◆ **The problem**
Write down every entry once more, exactly as it reads.

◆ **Supplied records**

use rand::{Rng, SeedableRng};
use rand_xoshiro::Xoroshiro64StarStar;

/// A fixed-seed rng, for reproducible tests and benchmarks.
pub fn consistent_rng() -> impl Rng {
    Xoroshiro64StarStar::seed_from_u64(0)
}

◆ **Solution for this problem**
use rand::{Rng, SeedableRng};
use rand_xoshiro::Xoroshiro64StarStar;

/// A fixed-seed rng, for reproducible tests and benchmarks.
pub fn consistent_rng() -> impl Rng {
    Xoroshiro64StarStar::seed_from_u64(0)
}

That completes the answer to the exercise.